My work as a member of the Social Mobility & Child Poverty Commission has taught me, however, that in-work poverty remains a big issue - 60% of all children in relative income poverty in the UK are in families where at least one adult works. Indeed, in-work poverty is now more common than out-of-work poverty and while unemployment seems to be falling, we seem to be creating lots of low paid jobs that don't earn workers a living wage.
So if conventional economic growth is about creating jobs, then Good Growth must be about Good Jobs - ones that give satisfaction, pride in doing good work, meaning (such as contribution to the community) and an income sufficient to live on, ideally with a little left over! From a policy perspective this suggests three things to me.
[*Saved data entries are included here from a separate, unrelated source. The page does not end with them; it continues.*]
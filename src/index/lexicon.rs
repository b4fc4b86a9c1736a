//! Term dictionary: token string <-> dense term id.

use crate::error::{Error, Result};
use serde::{Deserialize, Serialize};
use std::collections::HashMap;

/// Dense term identifier, assigned in first-seen order from 0.
pub type TermId = u32;

/// Bidirectional token/id mapping.
///
/// Ids are only ever allocated by [`Lexicon::intern`], which the index
/// builder owns exclusively; a frozen [`crate::Index`] exposes the lexicon
/// through `&Lexicon` only, so query-time code can `lookup` but not grow it.
#[derive(Debug, Clone, Default, PartialEq, Eq, Serialize, Deserialize)]
pub struct Lexicon {
    words: Vec<String>,
    word_to_id: HashMap<String, TermId>,
}

impl Lexicon {
    pub fn new() -> Self {
        Self::default()
    }

    /// Returns the id of `token`, allocating the next one if it is new.
    pub fn intern(&mut self, token: &str) -> TermId {
        if let Some(&id) = self.word_to_id.get(token) {
            return id;
        }
        let id = self.words.len() as TermId;
        self.words.push(token.to_string());
        self.word_to_id.insert(token.to_string(), id);
        id
    }

    /// Read-only lookup; unseen tokens are never inserted.
    pub fn lookup(&self, token: &str) -> Option<TermId> {
        self.word_to_id.get(token).copied()
    }

    pub fn word(&self, id: TermId) -> Option<&str> {
        self.words.get(id as usize).map(String::as_str)
    }

    /// Tokens in id order.
    pub fn words(&self) -> &[String] {
        &self.words
    }

    pub fn len(&self) -> usize {
        self.words.len()
    }

    pub fn is_empty(&self) -> bool {
        self.words.is_empty()
    }

    /// Checks that `words` and `word_to_id` describe the same bijection.
    pub(crate) fn validate(&self) -> Result<()> {
        if self.words.len() != self.word_to_id.len() {
            return Err(Error::malformed(format!(
                "lexicon lists {} words but maps {}",
                self.words.len(),
                self.word_to_id.len()
            )));
        }
        for (id, word) in self.words.iter().enumerate() {
            match self.word_to_id.get(word) {
                Some(&mapped) if mapped as usize == id => {}
                Some(&mapped) => {
                    return Err(Error::malformed(format!(
                        "lexicon word {word:?} listed at {id} but mapped to {mapped}"
                    )));
                }
                None => {
                    return Err(Error::malformed(format!(
                        "lexicon word {word:?} at {id} has no id mapping"
                    )));
                }
            }
        }
        Ok(())
    }
}

#[cfg(test)]
mod tests {
    use super::*;
    use proptest::prelude::*;

    #[test]
    fn test_intern_same_token_twice() {
        let mut lex = Lexicon::new();
        let a = lex.intern("cat");
        let b = lex.intern("cat");
        assert_eq!(a, b);
        assert_eq!(lex.len(), 1);
    }

    #[test]
    fn test_ids_follow_first_seen_order() {
        let mut lex = Lexicon::new();
        for token in ["the", "cat", "the", "sat", "cat", "dog"] {
            lex.intern(token);
        }
        assert_eq!(lex.words(), ["the", "cat", "sat", "dog"]);
        assert_eq!(lex.lookup("sat"), Some(2));
        assert_eq!(lex.word(3), Some("dog"));
    }

    #[test]
    fn test_lookup_does_not_allocate() {
        let mut lex = Lexicon::new();
        lex.intern("cat");
        assert_eq!(lex.lookup("bird"), None);
        assert_eq!(lex.len(), 1);
        assert_eq!(lex.word(1), None);
    }

    #[test]
    fn test_validate_detects_broken_mapping() {
        let mut lex = Lexicon::new();
        lex.intern("cat");
        lex.intern("dog");
        assert!(lex.validate().is_ok());

        lex.word_to_id.insert("dog".to_string(), 0);
        assert!(matches!(lex.validate(), Err(Error::MalformedIndex(_))));
    }

    proptest! {
        #[test]
        fn prop_dense_ids_in_first_seen_order(tokens in prop::collection::vec("[a-e]{1,3}", 0..60)) {
            let mut lex = Lexicon::new();
            let mut first_seen: Vec<String> = Vec::new();
            for token in &tokens {
                let id = lex.intern(token);
                if !first_seen.contains(token) {
                    first_seen.push(token.clone());
                }
                let expected = first_seen.iter().position(|t| t == token).unwrap();
                prop_assert_eq!(id as usize, expected);
            }
            prop_assert_eq!(lex.words(), first_seen.as_slice());
            prop_assert!(lex.validate().is_ok());
        }
    }
}
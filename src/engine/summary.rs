//! Query-biased extractive summaries.
//!
//! Every sentence of a document is scored against the query as
//! `l + c + d + k`:
//!
//! - `l`: position weight, 2 for the first sentence, 1 for the second;
//! - `c`: sentence tokens equal to some query token, repeats included;
//! - `d`: distinct query tokens present in the sentence;
//! - `k`: longest run of consecutive sentence tokens that also appears,
//!   in the same order, as consecutive query tokens.

use crate::preprocessing::tokenize;
use serde::{Deserialize, Serialize};
use std::collections::HashSet;

#[derive(Debug, Clone, PartialEq, Serialize, Deserialize)]
pub struct ScoredSentence {
    pub text: String,
    pub score: f64,
}

fn is_terminal(c: char) -> bool {
    matches!(c, '.' | '?' | '!')
}

/// Splits text at runs of `.`, `?` and `!`, keeping each run with the
/// sentence it closes. A trailing unterminated fragment is a sentence of
/// its own. Fragments that are blank or bare punctuation are dropped.
pub fn split_sentences(text: &str) -> Vec<&str> {
    let mut sentences = Vec::new();
    let mut start = 0;
    let mut chars = text.char_indices().peekable();

    while let Some((_, c)) = chars.next() {
        if !is_terminal(c) {
            continue;
        }
        while let Some(&(_, next)) = chars.peek() {
            if !is_terminal(next) {
                break;
            }
            chars.next();
        }
        let end = chars.peek().map_or(text.len(), |&(i, _)| i);
        push_sentence(&mut sentences, &text[start..end]);
        start = end;
    }
    push_sentence(&mut sentences, &text[start..]);

    sentences
}

fn push_sentence<'a>(sentences: &mut Vec<&'a str>, fragment: &'a str) {
    let fragment = fragment.trim();
    if fragment.chars().any(|c| !is_terminal(c)) {
        sentences.push(fragment);
    }
}

/// Tokenizes `query` and ranks the sentences of `text` against it.
pub fn summarize(query: &str, text: &str) -> Vec<ScoredSentence> {
    summarize_tokens(&tokenize(query), text)
}

/// Ranks the sentences of `text` by descending score; equal scores keep
/// document order.
pub fn summarize_tokens(query: &[String], text: &str) -> Vec<ScoredSentence> {
    let query_set: HashSet<&str> = query.iter().map(String::as_str).collect();

    let mut scored: Vec<ScoredSentence> = split_sentences(text)
        .into_iter()
        .enumerate()
        .map(|(position, sentence)| {
            let words = tokenize(sentence);
            let l = 2usize.saturating_sub(position);
            let c = words.iter().filter(|w| query_set.contains(w.as_str())).count();
            let d = distinct_matches(&query_set, &words);
            let k = longest_common_run(query, &words);
            ScoredSentence {
                text: sentence.to_string(),
                score: (l + c + d + k) as f64,
            }
        })
        .collect();

    scored.sort_by(|a, b| b.score.total_cmp(&a.score));
    scored
}

fn distinct_matches(query_set: &HashSet<&str>, words: &[String]) -> usize {
    let present: HashSet<&str> = words.iter().map(String::as_str).collect();
    query_set.intersection(&present).count()
}

/// Length of the longest contiguous token run shared by `query` and
/// `words`, in the same order.
fn longest_common_run(query: &[String], words: &[String]) -> usize {
    // run[j] = length of the common run ending at query[i] and words[j].
    let mut run = vec![0usize; words.len() + 1];
    let mut best = 0;
    for q in query {
        let mut diagonal = 0;
        for (j, w) in words.iter().enumerate() {
            let above = run[j + 1];
            run[j + 1] = if q == w { diagonal + 1 } else { 0 };
            best = best.max(run[j + 1]);
            diagonal = above;
        }
    }
    best
}
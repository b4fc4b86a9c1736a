//! Reader for TREC-style SGML corpora (`<DOC> ... </DOC>` records, as in
//! the LA Times collection), plain or gzip-compressed.

use crate::document::SourceDocument;
use crate::error::{Error, Result};
use flate2::read::MultiGzDecoder;
use regex::Regex;
use std::fs::File;
use std::io::{BufRead, BufReader};
use std::path::Path;
use std::sync::LazyLock;
use tracing::warn;

static DOCNO_RE: LazyLock<Regex> =
    LazyLock::new(|| Regex::new(r"(?s)<DOCNO>(.*?)</DOCNO>").expect("valid DOCNO regex"));
static HEADLINE_RE: LazyLock<Regex> =
    LazyLock::new(|| Regex::new(r"(?s)<HEADLINE>(.*?)</HEADLINE>").expect("valid HEADLINE regex"));
static TEXT_RE: LazyLock<Regex> =
    LazyLock::new(|| Regex::new(r"(?s)<TEXT>(.*?)</TEXT>").expect("valid TEXT regex"));
static GRAPHIC_RE: LazyLock<Regex> =
    LazyLock::new(|| Regex::new(r"(?s)<GRAPHIC>(.*?)</GRAPHIC>").expect("valid GRAPHIC regex"));
static TABLE_RE: LazyLock<Regex> =
    LazyLock::new(|| Regex::new(r"(?s)<TABLE>(.*?)</TABLE>").expect("valid TABLE regex"));
static CELL_RE: LazyLock<Regex> = LazyLock::new(|| {
    Regex::new(r"(?s)<TABLECELL[^>]*>(.*?)</TABLECELL>").expect("valid TABLECELL regex")
});
static P_RE: LazyLock<Regex> =
    LazyLock::new(|| Regex::new(r"(?s)<P>(.*?)</P>").expect("valid P regex"));
static TAG_RE: LazyLock<Regex> = LazyLock::new(|| Regex::new(r"<[^>]*>").expect("valid tag regex"));

/// Opens a corpus file, decompressing it when the name ends in `.gz`.
pub fn open_corpus(path: &Path) -> Result<CorpusReader<Box<dyn BufRead>>> {
    let file = File::open(path)?;
    let reader: Box<dyn BufRead> = if path.extension().is_some_and(|ext| ext == "gz") {
        Box::new(BufReader::new(MultiGzDecoder::new(file)))
    } else {
        Box::new(BufReader::new(file))
    };
    Ok(CorpusReader::new(reader))
}

/// Yields one [`SourceDocument`] per `<DOC>` record.
///
/// A record that cannot be parsed, including one that is not valid UTF-8,
/// yields a per-document `Error::Parse` and reading continues; read
/// failures are passed through as `Error::Io`.
pub struct CorpusReader<R> {
    reader: R,
    line: Vec<u8>,
    record: Vec<u8>,
}

impl<R: BufRead> CorpusReader<R> {
    pub fn new(reader: R) -> Self {
        Self {
            reader,
            line: Vec::new(),
            record: Vec::new(),
        }
    }
}

impl<R: BufRead> Iterator for CorpusReader<R> {
    type Item = Result<SourceDocument>;

    fn next(&mut self) -> Option<Self::Item> {
        loop {
            self.line.clear();
            match self.reader.read_until(b'\n', &mut self.line) {
                Ok(0) => return None,
                Ok(_) => {}
                Err(e) => return Some(Err(e.into())),
            }
            let content = self.line.trim_ascii();
            if self.record.is_empty() && content.is_empty() {
                continue;
            }
            let closes = content == b"</DOC>";
            self.record.extend_from_slice(&self.line);
            if !self.line.ends_with(b"\n") {
                self.record.push(b'\n');
            }
            if closes {
                let bytes = std::mem::take(&mut self.record);
                return Some(decode_record(bytes).and_then(parse_record));
            }
        }
    }
}

impl<R> Drop for CorpusReader<R> {
    fn drop(&mut self) {
        if !self.record.trim_ascii().is_empty() {
            warn!(bytes = self.record.len(), "corpus ended inside an unterminated record");
        }
    }
}

fn decode_record(bytes: Vec<u8>) -> Result<String> {
    String::from_utf8(bytes).map_err(|e| {
        let lossy = String::from_utf8_lossy(e.as_bytes());
        let docno = DOCNO_RE.captures(&lossy).map(|c| clean(&c[1])).unwrap_or_default();
        Error::parse(docno, format!("record is not valid UTF-8: {}", e.utf8_error()))
    })
}

/// Parses one `<DOC>` record.
pub fn parse_record(raw: String) -> Result<SourceDocument> {
    let docno = DOCNO_RE
        .captures(&raw)
        .map(|c| clean(&c[1]))
        .filter(|d| !d.is_empty())
        .ok_or_else(|| Error::parse("", "record has no DOCNO"))?;

    let headline = join(
        HEADLINE_RE
            .captures_iter(&raw)
            .flat_map(|c| paragraphs(c.get(1).map_or("", |m| m.as_str()))),
    );

    let mut text = Vec::new();
    let mut tables = Vec::new();
    for section in TEXT_RE.captures_iter(&raw) {
        let section = section.get(1).map_or("", |m| m.as_str());
        for table in TABLE_RE.captures_iter(section) {
            tables.extend(CELL_RE.captures_iter(&table[1]).map(|c| clean(&c[1])));
        }
        let without_tables = TABLE_RE.replace_all(section, " ");
        text.extend(paragraphs(&without_tables));
    }
    let graphics = GRAPHIC_RE
        .captures_iter(&raw)
        .flat_map(|c| paragraphs(c.get(1).map_or("", |m| m.as_str())));

    let body = join(text.into_iter().chain(tables).chain(graphics));

    Ok(SourceDocument {
        docno,
        headline,
        body,
        raw,
    })
}

/// `<P>` contents of a section, or the whole section when it has none.
fn paragraphs(section: &str) -> Vec<String> {
    let found: Vec<String> = P_RE.captures_iter(section).map(|c| clean(&c[1])).collect();
    if found.is_empty() {
        vec![clean(section)]
    } else {
        found
    }
}

fn join(parts: impl Iterator<Item = String>) -> String {
    parts.filter(|p| !p.is_empty()).collect::<Vec<_>>().join(" ")
}

/// Strips markup, decodes the predefined XML entities and collapses
/// whitespace (including newlines) to single spaces.
fn clean(fragment: &str) -> String {
    let text = TAG_RE.replace_all(fragment, " ");
    let text = text
        .replace("&lt;", "<")
        .replace("&gt;", ">")
        .replace("&quot;", "\"")
        .replace("&apos;", "'")
        .replace("&amp;", "&");
    text.split_whitespace().collect::<Vec<_>>().join(" ")
}
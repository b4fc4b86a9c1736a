//! Posting store.
//!
//! While an index is being built each term owns a small hash map from
//! document ordinal to raw term frequency. Freezing turns those maps into a
//! term x document sparse matrix (CSR, one row per term), which the scorer
//! walks row by row.

use crate::error::{Error, Result};
use crate::index::lexicon::TermId;
use crate::index::metadata::Ordinal;
use sprs::{CsMat, CsVecView, TriMat};
use std::collections::{BTreeMap, HashMap};

/// One posting list per term id, in serialized form.
pub type PostingLists = Vec<BTreeMap<Ordinal, u32>>;

/// Mutable per-term posting lists, filled by the index builder.
#[derive(Debug, Default)]
pub(crate) struct PostingAccumulator {
    lists: Vec<HashMap<Ordinal, u32>>,
}

impl PostingAccumulator {
    /// Counts one occurrence of `term` in document `ordinal`.
    ///
    /// Term ids arrive densely from the lexicon, so a new id is always
    /// exactly one past the last list.
    pub(crate) fn record(&mut self, term: TermId, ordinal: Ordinal) {
        let term = term as usize;
        if term == self.lists.len() {
            self.lists.push(HashMap::new());
        }
        *self.lists[term].entry(ordinal).or_insert(0) += 1;
    }

    pub(crate) fn document_frequency(&self, term: TermId) -> usize {
        self.lists.get(term as usize).map_or(0, HashMap::len)
    }

    pub(crate) fn term_count(&self) -> usize {
        self.lists.len()
    }

    pub(crate) fn freeze(self, num_docs: usize) -> PostingMatrix {
        let mut tri = TriMat::new((self.lists.len(), num_docs));
        for (term, list) in self.lists.iter().enumerate() {
            for (&ordinal, &count) in list {
                tri.add_triplet(term, ordinal as usize, count);
            }
        }
        PostingMatrix {
            matrix: tri.to_csr(),
        }
    }
}

/// Frozen posting store: entry (t, d) is the frequency of term t in
/// document d. Absent entries mean zero occurrences.
#[derive(Debug, Clone)]
pub struct PostingMatrix {
    matrix: CsMat<u32>,
}

impl PostingMatrix {
    /// Builds the matrix from serialized posting lists, rejecting ordinals
    /// outside `0..num_docs` and zero counts.
    pub fn from_lists(lists: &PostingLists, num_docs: usize) -> Result<Self> {
        let mut tri = TriMat::new((lists.len(), num_docs));
        for (term, list) in lists.iter().enumerate() {
            for (&ordinal, &count) in list {
                if ordinal as usize >= num_docs {
                    return Err(Error::malformed(format!(
                        "term {term} posts to ordinal {ordinal} but only {num_docs} documents exist"
                    )));
                }
                if count == 0 {
                    return Err(Error::malformed(format!(
                        "term {term} has a zero count posting for ordinal {ordinal}"
                    )));
                }
                tri.add_triplet(term, ordinal as usize, count);
            }
        }
        Ok(Self {
            matrix: tri.to_csr(),
        })
    }

    pub fn to_lists(&self) -> PostingLists {
        self.matrix
            .outer_iterator()
            .map(|row| {
                row.iter()
                    .map(|(ordinal, &count)| (ordinal as Ordinal, count))
                    .collect()
            })
            .collect()
    }

    /// Posting list of `term` as a sparse row over document ordinals.
    pub fn row(&self, term: TermId) -> Option<CsVecView<'_, u32>> {
        self.matrix.outer_view(term as usize)
    }

    /// Number of documents containing `term`.
    pub fn document_frequency(&self, term: TermId) -> usize {
        self.row(term).map_or(0, |row| row.nnz())
    }

    /// Frequency of `term` in document `ordinal`, 0 when absent.
    pub fn frequency(&self, term: TermId, ordinal: Ordinal) -> u32 {
        self.row(term)
            .and_then(|row| row.get(ordinal as usize).copied())
            .unwrap_or(0)
    }

    pub fn term_count(&self) -> usize {
        self.matrix.rows()
    }

    pub fn document_count(&self) -> usize {
        self.matrix.cols()
    }

    pub fn nnz(&self) -> usize {
        self.matrix.nnz()
    }

    /// Sum of term frequencies per document, i.e. the token count each
    /// document contributed to the index.
    pub(crate) fn tokens_per_document(&self) -> Vec<u64> {
        let mut totals = vec![0u64; self.matrix.cols()];
        for row in self.matrix.outer_iterator() {
            for (ordinal, &count) in row.iter() {
                totals[ordinal] += u64::from(count);
            }
        }
        totals
    }
}

#[cfg(test)]
mod tests {
    use super::*;

    fn accumulate(docs: &[&[TermId]]) -> PostingAccumulator {
        let mut acc = PostingAccumulator::default();
        for (ordinal, terms) in docs.iter().enumerate() {
            for &term in terms.iter() {
                acc.record(term, ordinal as Ordinal);
            }
        }
        acc
    }

    #[test]
    fn test_record_counts_repeats() {
        let acc = accumulate(&[&[0, 1, 2, 0, 3, 4]]);
        assert_eq!(acc.term_count(), 5);
        assert_eq!(acc.document_frequency(0), 1);

        let matrix = acc.freeze(1);
        assert_eq!(matrix.frequency(0, 0), 2);
        assert_eq!(matrix.frequency(1, 0), 1);
    }

    #[test]
    fn test_document_frequency_counts_distinct_documents() {
        let matrix = accumulate(&[&[0, 1, 0], &[1, 2], &[1]]).freeze(3);
        assert_eq!(matrix.document_frequency(0), 1);
        assert_eq!(matrix.document_frequency(1), 3);
        assert_eq!(matrix.document_frequency(2), 1);
        assert_eq!(matrix.document_frequency(99), 0);
        assert_eq!(matrix.frequency(2, 0), 0);
    }

    #[test]
    fn test_row_iterates_postings() {
        let matrix = accumulate(&[&[0, 0, 0], &[1], &[0]]).freeze(3);
        let row = matrix.row(0).expect("term 0 exists");
        let postings: Vec<(usize, u32)> = row.iter().map(|(d, &f)| (d, f)).collect();
        assert_eq!(postings, vec![(0, 3), (2, 1)]);
    }

    #[test]
    fn test_lists_round_trip() {
        let matrix = accumulate(&[&[0, 1, 0], &[1, 2], &[]]).freeze(3);
        let lists = matrix.to_lists();
        assert_eq!(lists.len(), 3);
        assert_eq!(lists[0], BTreeMap::from([(0, 2)]));

        let restored = PostingMatrix::from_lists(&lists, 3).unwrap();
        assert_eq!(restored.to_lists(), lists);
        assert_eq!(restored.tokens_per_document(), vec![3, 2, 0]);
    }

    #[test]
    fn test_from_lists_rejects_out_of_range_ordinal() {
        let lists = vec![BTreeMap::from([(5, 1)])];
        assert!(matches!(
            PostingMatrix::from_lists(&lists, 2),
            Err(Error::MalformedIndex(_))
        ));
    }

    #[test]
    fn test_from_lists_rejects_zero_count() {
        let lists = vec![BTreeMap::from([(0, 0)])];
        assert!(PostingMatrix::from_lists(&lists, 1).is_err());
    }
}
First, investment in skills and education so that people can actually take advantage of the higher paid, more productive employment opportunities created. To achieve this we need collaboration between the public and private sectors to create new good jobs and investment in the training needed to match people to these opportunities.
However, it's interesting that in responding to the Good Growth survey the public didn't mention education and skills as one of their top ten priorities. Some may see education and skills as simply an input to get jobs whilst others probably don’t value such skill development or lack aspiration and expectations – do people ‘stop education, start working and stop learning’? Secondly therefore public sector leaders have to create a compelling growth story about their area, particularly where the lack of expectation and confidence is an issue.
A third leg to the policy response to create good jobs might be the adoption of the Living Wage. This would lessen the need for tax credits to boost income and may have other benefits, although the level at which such a wage is set will inevitably be the subject of much analysis and debate. On the one hand some fear the potential for job losses, whilst others believe that business can cope through a combination of the productivity benefits associated with more motivated employees and compressed wage differentials.
In these difficult times, however, we must aspire to create Good Jobs, not just any jobs, if we really are to deliver Good Growth.